Build Ramps not Bombs

Waking up isn't always fun. Most mornings bring about a multitude pains: It's too early, where are my socks?, I should've drank less last night, maybe maybe staying up until 3am playing XBox wasn't the best idea. Regardless of how much the deck can sometimes seems stacked against, there has yet to be a morning that I woke up without hope. Without knowing if I'll be able to eat. Without knowing of whether I will make to bed time (regardless how late it is). Without any sense of future. Total chaos. Little in life is more tragic than a life that has just begun to already exist without hope.

Hearing about foreign lands, with their struggles so far removed, makes it easy to look at the problems holistically. People are killed. Lives are ruined. Women are raped. Suicide bombers explode. It all happens as a single set of data, and as a single problem- a message on the bottom scroll of Fox News. It isn't how things are. Society is an organized collection of individuals, and individuals really aren't that different form one another. Despite this, we've collectively done very little to address the struggles of these individuals, however, where there are individual problems there are individual solutions.

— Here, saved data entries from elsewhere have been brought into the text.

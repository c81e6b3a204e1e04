//! Business logic powering the admin REST routes: corpus writes and the
//! read-only pool snapshot.

use std::time::{SystemTime, UNIX_EPOCH};

use tracing::info;
use uuid::Uuid;

use crate::{
    dao::models::QuestionEntity,
    dto::{
        admin::{AddQuestionRequest, AddQuestionResponse},
        question::PoolStatsResponse,
    },
    error::ServiceError,
    state::SharedState,
};

/// Persist a new question and drop every cache that could now be stale.
///
/// Both the pool cache and the hint cache are invalidated so the next draw
/// refetches a pool that can contain the new question.
pub async fn add_question(
    state: &SharedState,
    payload: AddQuestionRequest,
) -> Result<AddQuestionResponse, ServiceError> {
    let store = state.require_question_store().await?;

    let id = generate_question_id();
    let entity = QuestionEntity {
        id: id.clone(),
        question_text: payload.question_text,
        options: payload.options,
        answer: payload.answer,
        storyline_hint_key: payload.storyline_hint_key,
        fallback_hint: payload.fallback_hint,
        cached_script: payload.cached_script,
    };

    store.insert_question(entity).await?;
    state.pool_cache().invalidate().await;
    state.hint_cache().clear();
    info!(question_id = %id, "question added; caches invalidated");

    Ok(AddQuestionResponse { id })
}

/// Snapshot of the primary pool for operators.
pub async fn pool_stats(state: &SharedState) -> PoolStatsResponse {
    state.pool_cache().stats().await.into()
}

/// Time-ordered unique id: the unix-millis prefix keeps ids sortable by
/// insertion time, the uuid suffix breaks same-millisecond collisions.
fn generate_question_id() -> String {
    let millis = SystemTime::now()
        .duration_since(UNIX_EPOCH)
        .unwrap_or_default()
        .as_millis() as u64;
    let suffix: String = Uuid::new_v4().simple().to_string().chars().take(6).collect();
    format!("q{millis:013}-{suffix}")
}

#[cfg(test)]
mod tests {
    use std::sync::Arc;

    use rand::{SeedableRng, rngs::StdRng};

    use super::*;
    use crate::{
        config::AppConfig,
        dao::question_store::testing::StubStore,
        services::pool_service,
        state::AppState,
    };

    fn request() -> AddQuestionRequest {
        AddQuestionRequest {
            question_text: "Zounds, which knot holds a ship to its anchor?".into(),
            options: vec![
                "Anchor bend".into(),
                "Bowline".into(),
                "Clove hitch".into(),
                "Sheet bend".into(),
            ],
            answer: "Anchor bend".into(),
            storyline_hint_key: "anchor-bend".into(),
            fallback_hint: None,
            cached_script: None,
        }
    }

    async fn state_with(store: &StubStore) -> SharedState {
        let state = AppState::with_rng(AppConfig::default(), StdRng::seed_from_u64(0));
        state.install_question_store(Arc::new(store.clone())).await;
        state
    }

    #[test]
    fn generated_ids_are_prefixed_and_unique() {
        let first = generate_question_id();
        let second = generate_question_id();

        assert!(first.starts_with('q'));
        assert_eq!(first.len(), "q".len() + 13 + "-".len() + 6);
        assert_ne!(first, second);
    }

    #[tokio::test]
    async fn add_question_persists_and_returns_the_new_id() {
        let store = StubStore::with_questions(Vec::new());
        let state = state_with(&store).await;

        let response = add_question(&state, request()).await.expect("add");

        assert_eq!(store.write_calls(), 1);
        let persisted = store.find(&response.id).await.expect("persisted");
        assert_eq!(
            persisted.question_text,
            "Zounds, which knot holds a ship to its anchor?"
        );
    }

    #[tokio::test]
    async fn add_question_invalidates_the_pool_cache() {
        let store = StubStore::with_questions(Vec::new());
        let state = state_with(&store).await;

        add_question(&state, request()).await.expect("first add");
        let queries_before = store.query_calls();

        // The pool was dropped, so the next draw must hit storage again and
        // can therefore see the question added after it.
        let stats = pool_stats(&state).await;
        assert_eq!(stats.pool_size, 0);

        let drawn = pool_service::draw_questions(&state, Vec::new())
            .await
            .expect("draw");
        assert_eq!(drawn.len(), 1);
        assert!(store.query_calls() > queries_before);
    }

    #[tokio::test]
    async fn add_question_without_storage_is_rejected() {
        let state = AppState::with_rng(AppConfig::default(), StdRng::seed_from_u64(0));
        let err = add_question(&state, request()).await.unwrap_err();
        assert!(matches!(err, ServiceError::Degraded));
    }

    #[tokio::test]
    async fn pool_stats_reports_the_installed_primary() {
        let store = StubStore::with_questions(Vec::new());
        let state = state_with(&store).await;
        add_question(&state, request()).await.expect("add");

        pool_service::draw_questions(&state, Vec::new())
            .await
            .expect("draw");

        let stats = pool_stats(&state).await;
        assert_eq!(stats.pool_size, 1);
        assert_eq!(stats.pool_question_ids.len(), 1);
        assert!(stats.pool_created_at.is_some());
    }
}
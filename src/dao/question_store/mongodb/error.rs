use mongodb::error::Error as MongoError;
use thiserror::Error;

/// Result alias for MongoDB-backed operations.
pub type MongoResult<T> = std::result::Result<T, MongoDaoError>;

/// Errors raised by the MongoDB question store.
#[derive(Debug, Error)]
pub enum MongoDaoError {
    /// The connection URI could not be parsed.
    #[error("failed to parse MongoDB connection URI `{uri}`")]
    InvalidUri {
        /// Offending URI.
        uri: String,
        /// Driver-level cause.
        #[source]
        source: MongoError,
    },
    /// The client could not be constructed from the parsed options.
    #[error("failed to build MongoDB client from options")]
    ClientConstruction {
        /// Driver-level cause.
        #[source]
        source: MongoError,
    },
    /// The initial connectivity ping never succeeded.
    #[error("MongoDB ping failed during initial connection after {attempts} attempt(s)")]
    InitialPing {
        /// Number of attempts made before giving up.
        attempts: u32,
        /// Driver-level cause.
        #[source]
        source: MongoError,
    },
    /// A routine health probe failed.
    #[error("MongoDB ping health check failed")]
    HealthPing {
        /// Driver-level cause.
        #[source]
        source: MongoError,
    },
    /// Index bootstrap failed.
    #[error("failed to ensure index `{index}` on collection `{collection}`")]
    EnsureIndex {
        /// Collection the index belongs to.
        collection: &'static str,
        /// Index field description.
        index: &'static str,
        /// Driver-level cause.
        #[source]
        source: MongoError,
    },
    /// A pool range scan failed.
    #[error("failed to query questions ordered by `{order_by}`")]
    QueryQuestions {
        /// Field the scan was ordered by.
        order_by: &'static str,
        /// Driver-level cause.
        #[source]
        source: MongoError,
    },
    /// A single-document lookup failed.
    #[error("failed to load question `{id}`")]
    LoadQuestion {
        /// Identifier of the requested question.
        id: String,
        /// Driver-level cause.
        #[source]
        source: MongoError,
    },
    /// A full-document write failed.
    #[error("failed to save question `{id}`")]
    SaveQuestion {
        /// Identifier of the question being written.
        id: String,
        /// Driver-level cause.
        #[source]
        source: MongoError,
    },
    /// The script merge-write failed.
    #[error("failed to cache script for question `{id}`")]
    CacheScript {
        /// Identifier of the question being enriched.
        id: String,
        /// Driver-level cause.
        #[source]
        source: MongoError,
    },
}
use utoipa::OpenApi;

#[derive(OpenApi)]
/// Aggregated OpenAPI specification for Trivia Back.
#[openapi(
    paths(
        crate::routes::health::healthcheck,
        crate::routes::game::draw_questions,
        crate::routes::game::get_hints,
        crate::routes::game::preload_hints,
        crate::routes::game::cache_script,
        crate::routes::admin::add_question,
        crate::routes::admin::pool_stats,
    ),
    components(
        schemas(
            crate::dto::health::HealthResponse,
            crate::dto::question::DrawQuestionsRequest,
            crate::dto::question::QuestionDto,
            crate::dto::question::HintResponse,
            crate::dto::question::PreloadHintsRequest,
            crate::dto::question::CacheScriptRequest,
            crate::dto::question::PoolStatsResponse,
            crate::dto::admin::AddQuestionRequest,
            crate::dto::admin::AddQuestionResponse,
        )
    ),
    tags(
        (name = "health", description = "Health check endpoints"),
        (name = "game", description = "Question draws and hint delivery"),
        (name = "admin", description = "Corpus maintenance and cache introspection"),
    )
)]
pub struct ApiDoc;
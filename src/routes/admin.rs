use axum::{
    Json, Router,
    extract::State,
    routing::{get, post},
};
use validator::Validate;

use crate::{
    dto::{
        admin::{AddQuestionRequest, AddQuestionResponse},
        question::PoolStatsResponse,
    },
    error::AppError,
    services::admin_service,
    state::SharedState,
};

/// Admin-only endpoints for corpus maintenance and cache introspection.
pub fn router() -> Router<SharedState> {
    Router::new()
        .route("/admin/questions", post(add_question))
        .route("/admin/pool/stats", get(pool_stats))
}

/// Add a question to the corpus and invalidate the caches.
#[utoipa::path(
    post,
    path = "/admin/questions",
    tag = "admin",
    request_body = AddQuestionRequest,
    responses(
        (status = 200, description = "Question created", body = AddQuestionResponse),
        (status = 400, description = "Payload failed validation"),
        (status = 503, description = "Storage unavailable")
    )
)]
pub async fn add_question(
    State(state): State<SharedState>,
    Json(payload): Json<AddQuestionRequest>,
) -> Result<Json<AddQuestionResponse>, AppError> {
    payload.validate()?;
    let response = admin_service::add_question(&state, payload).await?;
    Ok(Json(response))
}

/// Inspect the primary question pool.
#[utoipa::path(
    get,
    path = "/admin/pool/stats",
    tag = "admin",
    responses((status = 200, description = "Pool snapshot", body = PoolStatsResponse))
)]
pub async fn pool_stats(State(state): State<SharedState>) -> Json<PoolStatsResponse> {
    Json(admin_service::pool_stats(&state).await)
}
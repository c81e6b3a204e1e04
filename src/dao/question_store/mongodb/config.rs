use mongodb::options::ClientOptions;

use super::error::{MongoDaoError, MongoResult};

/// Connection settings for the MongoDB question store.
#[derive(Clone)]
pub struct MongoConfig {
    /// Parsed driver options.
    pub options: ClientOptions,
    /// Database the question collection lives in.
    pub database_name: String,
}

impl MongoConfig {
    /// Parse a connection URI, defaulting the database name when none is given.
    pub async fn from_uri(uri: &str, db_name: Option<&str>) -> MongoResult<Self> {
        let database_name = db_name.unwrap_or("trivia").to_owned();
        let options =
            ClientOptions::parse(uri)
                .await
                .map_err(|source| MongoDaoError::InvalidUri {
                    uri: uri.to_owned(),
                    source,
                })?;

        Ok(Self {
            options,
            database_name,
        })
    }
}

A pair of Australians, Oliver Percovich and Sharna Nolan, were deployed to Kabul, Afghanistan in 2007 armed only with skateboards. Wherever they went children were enamored by the skateboards, and the three skateboards they had became community property. The pair taught the children how to skate. The effect it had on the children's confidence and overall state of being was immediate. Skateistan was born. By the end of 2010 Kabul had an indoor/outdoor skate complex.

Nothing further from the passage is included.